[Stored items]
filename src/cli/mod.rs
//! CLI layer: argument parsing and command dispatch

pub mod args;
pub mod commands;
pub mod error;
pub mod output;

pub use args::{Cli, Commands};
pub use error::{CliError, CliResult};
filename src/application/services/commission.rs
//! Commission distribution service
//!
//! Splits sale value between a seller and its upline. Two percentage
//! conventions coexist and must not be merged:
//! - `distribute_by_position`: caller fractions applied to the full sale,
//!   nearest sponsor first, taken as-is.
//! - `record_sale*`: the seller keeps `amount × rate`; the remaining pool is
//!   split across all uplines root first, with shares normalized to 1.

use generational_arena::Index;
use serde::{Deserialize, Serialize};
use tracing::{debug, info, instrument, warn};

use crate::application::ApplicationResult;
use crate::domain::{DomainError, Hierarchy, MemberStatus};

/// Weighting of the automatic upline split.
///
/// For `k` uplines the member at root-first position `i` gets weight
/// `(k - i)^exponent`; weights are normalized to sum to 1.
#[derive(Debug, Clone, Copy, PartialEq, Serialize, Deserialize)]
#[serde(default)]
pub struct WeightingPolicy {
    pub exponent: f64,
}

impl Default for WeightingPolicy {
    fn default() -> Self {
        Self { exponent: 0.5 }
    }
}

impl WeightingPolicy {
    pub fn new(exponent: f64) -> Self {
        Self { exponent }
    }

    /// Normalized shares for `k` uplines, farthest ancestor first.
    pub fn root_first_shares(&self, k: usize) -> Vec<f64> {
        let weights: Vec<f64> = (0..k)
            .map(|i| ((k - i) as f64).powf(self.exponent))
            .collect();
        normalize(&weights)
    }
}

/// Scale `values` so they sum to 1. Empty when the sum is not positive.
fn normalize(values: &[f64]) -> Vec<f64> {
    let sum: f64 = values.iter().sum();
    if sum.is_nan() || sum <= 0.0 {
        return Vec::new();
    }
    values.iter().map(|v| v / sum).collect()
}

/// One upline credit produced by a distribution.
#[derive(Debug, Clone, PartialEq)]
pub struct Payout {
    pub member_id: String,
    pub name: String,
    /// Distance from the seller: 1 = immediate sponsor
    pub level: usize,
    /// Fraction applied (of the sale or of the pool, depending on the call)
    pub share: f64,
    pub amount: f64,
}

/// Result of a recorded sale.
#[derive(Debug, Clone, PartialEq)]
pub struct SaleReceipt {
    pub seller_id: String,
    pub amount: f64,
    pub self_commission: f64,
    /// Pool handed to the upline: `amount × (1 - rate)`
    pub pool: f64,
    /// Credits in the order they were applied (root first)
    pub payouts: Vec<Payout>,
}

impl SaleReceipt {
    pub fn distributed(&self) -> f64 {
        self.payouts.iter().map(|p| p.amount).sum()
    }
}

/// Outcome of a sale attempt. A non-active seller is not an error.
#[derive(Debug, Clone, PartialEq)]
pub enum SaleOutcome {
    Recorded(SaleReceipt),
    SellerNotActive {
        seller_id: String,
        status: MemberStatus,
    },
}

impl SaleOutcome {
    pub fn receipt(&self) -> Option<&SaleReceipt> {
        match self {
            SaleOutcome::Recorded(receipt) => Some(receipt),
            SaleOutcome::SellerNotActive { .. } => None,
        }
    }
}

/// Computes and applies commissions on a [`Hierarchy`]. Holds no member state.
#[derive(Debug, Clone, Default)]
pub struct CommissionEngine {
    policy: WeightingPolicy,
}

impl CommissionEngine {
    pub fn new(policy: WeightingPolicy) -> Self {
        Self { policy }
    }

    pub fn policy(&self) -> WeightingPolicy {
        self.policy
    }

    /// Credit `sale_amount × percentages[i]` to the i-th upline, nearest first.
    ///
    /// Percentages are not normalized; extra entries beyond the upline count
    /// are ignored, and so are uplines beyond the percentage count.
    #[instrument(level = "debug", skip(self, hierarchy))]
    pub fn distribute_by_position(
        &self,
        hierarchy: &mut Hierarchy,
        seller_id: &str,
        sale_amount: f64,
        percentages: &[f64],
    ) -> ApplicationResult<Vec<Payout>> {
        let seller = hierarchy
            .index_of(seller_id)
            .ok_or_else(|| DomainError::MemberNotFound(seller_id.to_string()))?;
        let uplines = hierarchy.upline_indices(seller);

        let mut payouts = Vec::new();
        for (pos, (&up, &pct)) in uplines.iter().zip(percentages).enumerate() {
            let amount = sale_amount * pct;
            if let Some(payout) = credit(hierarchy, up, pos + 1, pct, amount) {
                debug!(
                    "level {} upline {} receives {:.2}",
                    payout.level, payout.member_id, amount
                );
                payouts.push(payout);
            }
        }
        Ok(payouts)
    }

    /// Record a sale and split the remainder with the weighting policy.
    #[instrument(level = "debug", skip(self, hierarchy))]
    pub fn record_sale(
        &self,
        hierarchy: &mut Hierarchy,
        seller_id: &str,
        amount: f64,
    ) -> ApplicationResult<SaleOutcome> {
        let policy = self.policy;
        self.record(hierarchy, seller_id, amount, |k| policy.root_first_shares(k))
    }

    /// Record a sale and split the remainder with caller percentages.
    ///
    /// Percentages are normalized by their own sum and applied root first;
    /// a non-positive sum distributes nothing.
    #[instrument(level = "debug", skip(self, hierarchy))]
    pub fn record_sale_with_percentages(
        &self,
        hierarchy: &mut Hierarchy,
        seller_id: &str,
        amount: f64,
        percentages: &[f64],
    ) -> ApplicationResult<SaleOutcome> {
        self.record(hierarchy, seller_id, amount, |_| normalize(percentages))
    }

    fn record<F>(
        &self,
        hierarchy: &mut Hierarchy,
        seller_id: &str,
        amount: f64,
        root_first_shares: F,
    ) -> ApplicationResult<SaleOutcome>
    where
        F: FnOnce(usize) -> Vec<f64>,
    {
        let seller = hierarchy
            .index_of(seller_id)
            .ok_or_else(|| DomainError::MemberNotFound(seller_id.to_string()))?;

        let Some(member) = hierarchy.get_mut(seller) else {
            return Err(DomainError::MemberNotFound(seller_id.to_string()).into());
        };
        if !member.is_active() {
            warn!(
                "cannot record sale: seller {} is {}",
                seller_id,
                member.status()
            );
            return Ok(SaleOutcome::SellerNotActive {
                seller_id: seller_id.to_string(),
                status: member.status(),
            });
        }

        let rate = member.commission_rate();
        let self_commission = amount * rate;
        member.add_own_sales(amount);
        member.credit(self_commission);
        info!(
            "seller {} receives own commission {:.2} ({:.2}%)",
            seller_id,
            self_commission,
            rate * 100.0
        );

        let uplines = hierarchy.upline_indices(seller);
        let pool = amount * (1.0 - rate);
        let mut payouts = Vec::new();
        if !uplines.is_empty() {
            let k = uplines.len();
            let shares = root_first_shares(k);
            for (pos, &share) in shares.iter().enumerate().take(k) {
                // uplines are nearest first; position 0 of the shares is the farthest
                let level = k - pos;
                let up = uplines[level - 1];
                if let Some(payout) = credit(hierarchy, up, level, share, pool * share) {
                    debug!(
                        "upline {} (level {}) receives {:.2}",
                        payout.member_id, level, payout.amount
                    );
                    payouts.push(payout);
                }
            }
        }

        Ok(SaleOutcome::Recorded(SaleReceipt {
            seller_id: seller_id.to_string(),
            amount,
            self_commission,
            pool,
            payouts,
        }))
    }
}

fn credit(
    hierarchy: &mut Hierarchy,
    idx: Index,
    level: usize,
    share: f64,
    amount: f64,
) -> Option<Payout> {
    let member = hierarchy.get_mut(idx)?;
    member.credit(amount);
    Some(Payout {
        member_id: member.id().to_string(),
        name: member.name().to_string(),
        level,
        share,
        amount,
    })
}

Your assignment » Exact reproduction is required: output the lines from the start of the entries above through the line with "to sum to 1.".

Answer section »
filename src/cli/mod.rs
//! CLI layer: argument parsing and command dispatch

pub mod args;
pub mod commands;
pub mod error;
pub mod output;

pub use args::{Cli, Commands};
pub use error::{CliError, CliResult};
filename src/application/services/commission.rs
//! Commission distribution service
//!
//! Splits sale value between a seller and its upline. Two percentage
//! conventions coexist and must not be merged:
//! - `distribute_by_position`: caller fractions applied to the full sale,
//!   nearest sponsor first, taken as-is.
//! - `record_sale*`: the seller keeps `amount × rate`; the remaining pool is
//!   split across all uplines root first, with shares normalized to 1.

use generational_arena::Index;
use serde::{Deserialize, Serialize};
use tracing::{debug, info, instrument, warn};

use crate::application::ApplicationResult;
use crate::domain::{DomainError, Hierarchy, MemberStatus};

/// Weighting of the automatic upline split.
///
/// For `k` uplines the member at root-first position `i` gets weight
/// `(k - i)^exponent`; weights are normalized to sum to 1.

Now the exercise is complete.